EXERCISE DETAILS:
Set down each line of the data below exactly.

Stored items
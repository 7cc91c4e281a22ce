use super::class_file::{ConstantIndex, ConstantPoolOverflow};
use super::code::Label;
use crate::util::Offset;

#[derive(Debug)]
pub enum Error {
    IoError(std::io::Error),
    ConstantPoolOverflow(ConstantPoolOverflow),

    /// Class file does not start with `0xCAFEBABE`
    BadMagic(u32),

    /// Constant pool entry with an unknown tag
    UnknownConstantTag(u8),

    /// Constant pool index is out of bounds, or points to the unusable second half of a wide
    /// constant
    MissingConstant(ConstantIndex),

    /// Constant pool entry exists but has the wrong kind
    UnexpectedConstant {
        index: ConstantIndex,
        expected: &'static str,
    },

    BadDescriptor(String),
    BadName(String),

    /// Attribute contents don't match the attribute's format
    MalformedAttribute {
        name: &'static str,
        message: String,
    },

    /// Bytecode contains an opcode that is not defined (or not allowed after `wide`)
    UnknownOpcode { opcode: u8, offset: Offset },

    /// Jump target or code range does not land on an instruction boundary
    InvalidCodeOffset { from: Offset, target: i64 },

    /// Instruction runs past the end of the code array
    TruncatedInstruction(Offset),

    /// Label is referenced but never placed in the code
    UndefinedLabel(Label),

    /// Code array is longer than the 65535 bytes the JVM allows
    MethodCodeOverflow(usize),

    /// Conditional branch target is too far away to be encoded as a 16-bit offset
    BranchOffsetOverflow { from: Offset, distance: i64 },

    /// Two stack map frames end up at the same code offset
    ConflictingFrames(Offset),
}

impl From<std::io::Error> for Error {
    fn from(err: std::io::Error) -> Error {
        Error::IoError(err)
    }
}

impl From<ConstantPoolOverflow> for Error {
    fn from(err: ConstantPoolOverflow) -> Error {
        Error::ConstantPoolOverflow(err)
    }
}
//! Bytecode representation
//!
//! ### Structure
//!
//! Despite being pushed off into [just another method attribute](crate::jvm::class_file::Code),
//! the bytecode is arguably the most important part of the class file - it contains the actual
//! executable instructions. We split up the [list of bytecode instructions][0] into two groups:
//!
//!   - [`Instruction`] for straight-line instructions
//!   - [`BranchInstruction`] for instructions that may branch
//!
//! Method bodies are then a flat sequence of [`CodeElement`]s, where jump targets, exception
//! ranges, and debug information refer to [`Label`]s placed in the sequence instead of to byte
//! offsets. This makes it possible to change the code (or the size of its instructions) without
//! having to fix up offsets by hand.
//!
//! ### Round trip
//!
//! Code is decoded from a byte array with [`decode_bytecode`] and laid out back into bytes with
//! [`assemble`]. Stack map frames (see [`Frame`]) are kept alongside the code.
//!
//! [0]: https://docs.oracle.com/javase/specs/jvms/se18/html/jvms-6.html#jvms-6.5

mod assemble;
mod decode;
mod frame;
mod instructions;
mod label;

pub use assemble::*;
pub use decode::*;
pub use frame::*;
pub use instructions::*;
pub use label::*;

/// Element in a linear sequence of code
#[derive(Clone, Debug, PartialEq)]
pub enum CodeElement<Insn, Branch> {
    /// Marks the position of the next element
    Label(Label),
    Instruction(Insn),
    Branch(Branch),
}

EXERCISE ANSWER:
repository 7cc91c4e281a22ce
use super::class_file::{ConstantIndex, ConstantPoolOverflow};
use super::code::Label;
use crate::util::Offset;

#[derive(Debug)]
pub enum Error {
    IoError(std::io::Error),
    ConstantPoolOverflow(ConstantPoolOverflow),

    /// Class file does not start with `0xCAFEBABE`
    BadMagic(u32),

    /// Constant pool entry with an unknown tag
    UnknownConstantTag(u8),

    /// Constant pool index is out of bounds, or points to the unusable second half of a wide
    /// constant
    MissingConstant(ConstantIndex),

    /// Constant pool entry exists but has the wrong kind
    UnexpectedConstant {
        index: ConstantIndex,
        expected: &'static str,
    },

    BadDescriptor(String),
    BadName(String),

    /// Attribute contents don't match the attribute's format
    MalformedAttribute {
        name: &'static str,
        message: String,
    },

    /// Bytecode contains an opcode that is not defined (or not allowed after `wide`)
    UnknownOpcode { opcode: u8, offset: Offset },

    /// Jump target or code range does not land on an instruction boundary
    InvalidCodeOffset { from: Offset, target: i64 },

    /// Instruction runs past the end of the code array
    TruncatedInstruction(Offset),

    /// Label is referenced but never placed in the code
    UndefinedLabel(Label),

    /// Code array is longer than the 65535 bytes the JVM allows
    MethodCodeOverflow(usize),

    /// Conditional branch target is too far away to be encoded as a 16-bit offset
    BranchOffsetOverflow { from: Offset, distance: i64 },

    /// Two stack map frames end up at the same code offset
    ConflictingFrames(Offset),
}

impl From<std::io::Error> for Error {
    fn from(err: std::io::Error) -> Error {
        Error::IoError(err)
    }
}

impl From<ConstantPoolOverflow> for Error {
    fn from(err: ConstantPoolOverflow) -> Error {
        Error::ConstantPoolOverflow(err)
    }
}
//! Bytecode representation
//!
//! ### Structure
//!
//! Despite being pushed off into [just another method attribute](crate::jvm::class_file::Code),
//! the bytecode is arguably the most important part of the class file - it contains the actual
//! executable instructions. We split up the [list of bytecode instructions][0] into two groups:
//!
//!   - [`Instruction`] for straight-line instructions
//!   - [`BranchInstruction`] for instructions that may branch
//!
//! Method bodies are then a flat sequence of [`CodeElement`]s, where jump targets, exception
//! ranges, and debug information refer to [`Label`]s placed in the sequence instead of to byte
//! offsets. This makes it possible to change the code (or the size of its instructions) without
//! having to fix up offsets by hand.
//!
//! ### Round trip
//!
//! Code is decoded from a byte array with [`decode_bytecode`] and laid out back into bytes with
//! [`assemble`]. Stack map frames (see [`Frame`]) are kept alongside the code.
//!
//! [0]: https://docs.oracle.com/javase/specs/jvms/se18/html/jvms-6.html#jvms-6.5

mod assemble;
mod decode;
mod frame;
mod instructions;
mod label;

pub use assemble::*;
pub use decode::*;
pub use frame::*;
pub use instructions::*;
pub use label::*;

/// Element in a linear sequence of code
#[derive(Clone, Debug, PartialEq)]
pub enum CodeElement<Insn, Branch> {
    /// Marks the position of the next element
    Label(Label),
    Instruction(Insn),
    Branch(Branch),
}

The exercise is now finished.